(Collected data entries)
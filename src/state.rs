use sea_orm::DatabaseConnection;
use std::sync::Arc;

use crate::config::Config;
use crate::service::{MembershipService, OrganizationService};
use crate::store::{SeaMembershipStore, SeaOrganizationStore};

pub type Organizations = OrganizationService<SeaOrganizationStore>;
pub type Memberships = MembershipService<SeaOrganizationStore, SeaMembershipStore>;

/// Application state shared across handlers
#[derive(Clone)]
pub struct AppState {
    /// Database connection pool
    pub db: DatabaseConnection,
    pub organizations: Organizations,
    pub memberships: Memberships,
    /// Application configuration
    pub config: Arc<Config>,
}

impl AppState {
    /// Wires both services to one connection. Deleting organizations
    /// cascades to their memberships.
    pub fn new(db: DatabaseConnection, config: Config) -> Self {
        let organization_store = Arc::new(SeaOrganizationStore::new(db.clone()));
        let membership_store = Arc::new(SeaMembershipStore::new(db.clone()));
        let memberships = MembershipService::new(organization_store.clone(), membership_store);
        let organizations = OrganizationService::new(organization_store)
            .with_removal_hook(Arc::new(memberships.clone()));

        Self {
            organizations,
            memberships,
            db,
            config: Arc::new(config),
        }
    }
}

> [WHAT IS REQUIRED]
Give nothing except how many lines of the records include "crate".

> [ANSWER TO THIS PROBLEM]
3